# The Five Star Rating System is a Public Safety Issue.



## agtg (Jun 8, 2016)

Uber's 5 star rating system poses a serious threat to the public's safety. Why? There are two primary reasons:

1) The rating system, as capricious and inaccurate as it is, can position a driver to be deactivated by Uber if it gets too low, and the driver would lose their only source of income.

2) Unscrupulous Uber passengers know this, and frequently attempt to bully and coerce drivers to break the traffic laws to suit their desires.

I will illustrate this simply with an experience I had a while back. I picked up a waiter from a fancy restaurant late at night. We were nearing the hour when the city ordinance states no more liquor or beer can be sold. While stopped at a red light, the rider turns to me and says, "Run that red light. I need to get to the store before it's too late to buy beer."

Of course, I refused him, but what do you think this guy did to my rating? He isn't the only Uber passenger bullying Uber drivers to break laws to suit their desires, either. This kind of situation, unfortunately, is a lot more prevalent than anyone would imagine.

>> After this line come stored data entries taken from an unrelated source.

//! Outcome serialization onto the wire.

use axum::http::{header, HeaderValue, StatusCode};
use axum::response::{IntoResponse, Response};

use drydock_core::{Outcome, RawResponse};

/// A fully formed wire response: status, content type and body.
#[derive(Debug, Clone, PartialEq, Eq)]
pub struct WireResponse {
    pub status: StatusCode,
    pub content_type: String,
    pub body: Vec<u8>,
}

impl WireResponse {
    /// A plain-text response.
    #[must_use]
    pub fn text(status: StatusCode, body: impl Into<String>) -> Self {
        Self {
            status,
            content_type: "text/plain".to_owned(),
            body: body.into().into_bytes(),
        }
    }

    fn from_raw(raw: RawResponse) -> Self {
        Self {
            status: StatusCode::from_u16(raw.status).unwrap_or(StatusCode::INTERNAL_SERVER_ERROR),
            content_type: raw.content_type,
            body: raw.body,
        }
    }
}

impl IntoResponse for WireResponse {
    fn into_response(self) -> Response {
        let mut response = (self.status, self.body).into_response();
        if let Ok(value) = HeaderValue::from_str(&self.content_type) {
            response.headers_mut().insert(header::CONTENT_TYPE, value);
        }
        response
    }
}

/// Turn an endpoint outcome into a wire response.
///
/// Raw outcomes pass through untouched. An empty value (null, empty
/// string, empty object or array) means the endpoint had nothing to
/// say and becomes a 404; anything else is pretty-printed JSON.
#[must_use]
pub fn serialize(outcome: Outcome) -> WireResponse {
    match outcome {
        Outcome::Raw(raw) => WireResponse::from_raw(raw),
        Outcome::Value(value) => {
            if is_empty_value(&value) {
                return WireResponse::text(StatusCode::NOT_FOUND, "Content not found");
            }
            match serde_json::to_vec_pretty(&value) {
                Ok(body) => WireResponse {
                    status: StatusCode::OK,
                    content_type: "application/json".to_owned(),
                    body,
                },
                Err(error) => WireResponse::text(
                    StatusCode::INTERNAL_SERVER_ERROR,
                    format!("response serialization failed: {error}"),
                ),
            }
        }
    }
}

fn is_empty_value(value: &serde_json::Value) -> bool {
    match value {
        serde_json::Value::Null => true,
        serde_json::Value::String(s) => s.is_empty(),
        serde_json::Value::Array(a) => a.is_empty(),
        serde_json::Value::Object(o) => o.is_empty(),
        serde_json::Value::Bool(_) | serde_json::Value::Number(_) => false,
    }
}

I regularly get people demanding I make U-turns across double lines on major roads so they can save themselves a few cents on mileage. Frequently, I get parents attempting to get me to drive their children without a proper safety seat. Many drivers get pressured to speed in order to appease an Uber passenger who is running late. Thrifty bar-hopping groups of Uber passengers will attempt to pile 5-7 people into cars that only have 4 available seat-belts, requiring people to sit on each others laps. There are countless other situations and scenarios that arise because of the way the rating system is set up, too.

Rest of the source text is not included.